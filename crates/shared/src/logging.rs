//! Logging infrastructure for the dex-embed service.
//!
//! This module provides structured logging with file rotation, contextual
//! fields, and module-specific log levels.

use anyhow::{Context, Result};
use std::path::Path;
use tracing::Level;
use tracing_subscriber::{
    fmt::{self, format::FmtSpan},
    layer::SubscriberExt,
    util::SubscriberInitExt,
    EnvFilter, Layer,
};

/// Logging configuration
#[derive(Debug, Clone)]
pub struct LogConfig {
    /// Log directory path
    pub log_dir: String,
    /// Component name (used for log file naming)
    pub component: String,
    /// Default log level
    pub default_level: Level,
    /// Enable console output
    pub console: bool,
    /// Enable file output
    pub file: bool,
    /// Enable JSON formatting for file logs
    pub json_format: bool,
}

impl Default for LogConfig {
    fn default() -> Self {
        Self {
            log_dir: "data/logs".to_string(),
            component: "dex-embed".to_string(),
            default_level: Level::INFO,
            console: true,
            file: true,
            json_format: false,
        }
    }
}

/// Initialize logging with the given configuration
///
/// Sets up tracing with:
/// - Daily file rotation
/// - Structured logging with contextual fields
/// - Module-specific log levels
/// - Optional JSON formatting
pub fn init(config: LogConfig) -> Result<()> {
    let log_dir = Path::new(&config.log_dir);
    std::fs::create_dir_all(log_dir)
        .with_context(|| format!("Failed to create log directory: {}", config.log_dir))?;

    // Build environment filter
    // Default to configured level, but allow override via RUST_LOG
    let env_filter = EnvFilter::try_from_default_env().unwrap_or_else(|_| {
        EnvFilter::new(format!(
            "{}={},shared={},dex_embed={},actix_web=info,hyper=warn,reqwest=warn,h2=warn",
            config.component,
            config.default_level,
            config.default_level,
            config.default_level
        ))
    });

    let mut layers = Vec::new();

    // Console layer (human-readable)
    if config.console {
        let console_layer = fmt::layer()
            .with_target(true)
            .with_level(true)
            .with_thread_ids(false)
            .with_thread_names(false)
            .with_span_events(FmtSpan::NONE)
            .with_writer(std::io::stdout)
            .boxed();
        layers.push(console_layer);
    }

    // File layer with rotation
    if config.file {
        let file_appender = tracing_appender::rolling::daily(log_dir, &config.component);

        let file_layer = if config.json_format {
            // JSON format for structured logs
            fmt::layer()
                .json()
                .with_target(true)
                .with_level(true)
                .with_thread_ids(false)
                .with_thread_names(false)
                .with_current_span(true)
                .with_span_list(false)
                .with_writer(file_appender)
                .boxed()
        } else {
            // Human-readable format
            fmt::layer()
                .with_target(true)
                .with_level(true)
                .with_thread_ids(false)
                .with_thread_names(false)
                .with_span_events(FmtSpan::CLOSE)
                .with_writer(file_appender)
                .boxed()
        };

        layers.push(file_layer);
    }

    // Initialize the subscriber
    tracing_subscriber::registry()
        .with(env_filter)
        .with(layers)
        .try_init()
        .context("Failed to initialize tracing subscriber")?;

    tracing::info!(
        component = %config.component,
        log_dir = %config.log_dir,
        "Logging initialized"
    );

    Ok(())
}

/// Initialize logging with default configuration
pub fn init_default() -> Result<()> {
    init(LogConfig::default())
}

Assignment = Would you show all lines of the material above that contain the word "specific"?

The completed task =
//! fields, and module-specific log levels.
/// - Module-specific log levels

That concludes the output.